Я покивал. Была в моём прошлом одна странная катастрофа с малазийским боингом, про которого тоже говорили, что там летели мертвые люди. Это крушение активно приписывали в вину России, но толком так доказать ничего и не смогли. Провокация провалилась.

Похоже, подобные вещи практиковались и раньше...

Тем временем мы вышли из бункера, прошли по узкому коридору и оказались возле двери с двумя автоматчиками. Зинчуков кивнул мужчинам и те посторонились, пропуская нас внутрь. Внутри, помимо вышеупомянутой троицы находилось ещё четверо человек, причем двое из них были с оружием — охраняли пятерку. У пятерых руки стянуты за спиной ремнями.
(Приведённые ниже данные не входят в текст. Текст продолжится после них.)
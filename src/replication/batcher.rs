//! Updates Batcher
//!
//! Runs batchable updates for one node concurrently, up to a fixed number
//! in flight, and hands completions back to the caller for accounting.

use crate::domain::errors::ReplError;
use crate::replication::types::ApplyResult;
use futures::FutureExt;
use std::future::Future;
use std::panic::AssertUnwindSafe;
use tokio::task::JoinSet;

/// Batcher of in-flight updates for a single node.
///
/// `C` is the caller's per-update context, returned untouched with the
/// result. Tasks are spawned in submission order on the current runtime.
pub struct UpdatesBatcher<C> {
    max_in_flight: usize,
    in_flight: JoinSet<(C, ApplyResult)>,
}

impl<C: Send + 'static> UpdatesBatcher<C> {
    pub fn new(max_in_flight: usize) -> Self {
        Self {
            max_in_flight: max_in_flight.max(1),
            in_flight: JoinSet::new(),
        }
    }

    /// Start `apply` and return updates completed while making room for it.
    pub async fn batch<F>(&mut self, ctx: C, apply: F) -> Vec<(C, ApplyResult)>
    where
        F: Future<Output = ApplyResult> + Send + 'static,
    {
        let mut done = Vec::new();
        while self.in_flight.len() >= self.max_in_flight {
            match self.in_flight.join_next().await {
                Some(res) => {
                    if let Some(completed) = Self::completed(res) {
                        done.push(completed);
                    }
                }
                None => break,
            }
        }
        self.in_flight.spawn(async move {
            let res = AssertUnwindSafe(apply)
                .catch_unwind()
                .await
                .unwrap_or_else(|_| Err(ReplError::Logic("batched update panicked".into())));
            (ctx, res)
        });
        done
    }

    /// Wait for every in-flight update to complete or fail.
    pub async fn await_batched_updates(&mut self) -> Vec<(C, ApplyResult)> {
        let mut done = Vec::with_capacity(self.in_flight.len());
        while let Some(res) = self.in_flight.join_next().await {
            if let Some(completed) = Self::completed(res) {
                done.push(completed);
            }
        }
        done
    }

    pub fn batched_count(&self) -> usize {
        self.in_flight.len()
    }

    fn completed(
        res: Result<(C, ApplyResult), tokio::task::JoinError>,
    ) -> Option<(C, ApplyResult)> {
        match res {
            Ok(completed) => Some(completed),
            Err(e) => {
                // Tasks are never aborted, so this is a runtime shutdown
                tracing::error!("batched update task failed: {}", e);
                None
            }
        }
    }
}

/// First error among completed updates.
pub fn first_error<C>(done: &[(C, ApplyResult)]) -> Option<ReplError> {
    done.iter().find_map(|(_, res)| res.as_ref().err().cloned())
}
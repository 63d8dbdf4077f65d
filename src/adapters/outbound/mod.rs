//! Outbound Adapters
//!
//! In-memory implementations of the storage engine and replication client
//! ports.

mod memory_client;
mod memory_storage;

pub use memory_client::{InMemoryClient, InMemoryClientFactory, InMemoryTransaction};
pub use memory_storage::{InMemoryStorage, WalOp};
Судя по кривящимся рожам, стянуты были без сожаления.

Четыре стола, восемь стульев, коричневая доска на стене — этакий миникласс для привилегированных гостей.

Да уж, теперь это не хозяева жизни, теперь это загнанные в угол старые крысы, которые даже и кинуться-то толком не могут. Им оставалось только затравленно смотреть на вошедших.

Шевельнулось ли у меня в груди что-либо при взгляде на этих людей? Если только презрение, потому как ничего другого я не мог испытывать. Ненависти до зубовного скрежета у меня не было. Было лишь отвращение к выродкам рода человеческого, которые решили, что могут править людьми, посылать на смерть и безнаказанно убивать. И всё это они решили из-за того, что им показалось, что их кровь чище, а цвет кожи лучше.

— Оставите нас? — спросил я у Зинчукова.

— А ты уверен? Вдруг кинутся? — с сомнением покачал он головой.

— Со связанными руками? — хмыкнул я в ответ. — Да я даже одной рукой могу с ними справиться. А вот то, что я собираюсь сказать, вовсе не для посторонних ушей.

— А-а-а, собираешься воспользоваться... Ладно, — кивнул Зинчуков и приказал охраннику слева. — Оставь автомат на всякий случай. Борь, но стрелять только по ногам. И то — в самом крайнем случае!

— Будет сделано, — подмигнул я в ответ.

Зинчуков поманил охранников за собой и вскоре дверь комнаты закрылась. Я остался один на один с Гитлером и его приближенными.

— Чего тебе надо? — буркнул фюрер. — Убей нас, да и дело с концом! Всё равно мы ничего не скажем! Ты ничего от нас не узнаешь, русская свинья!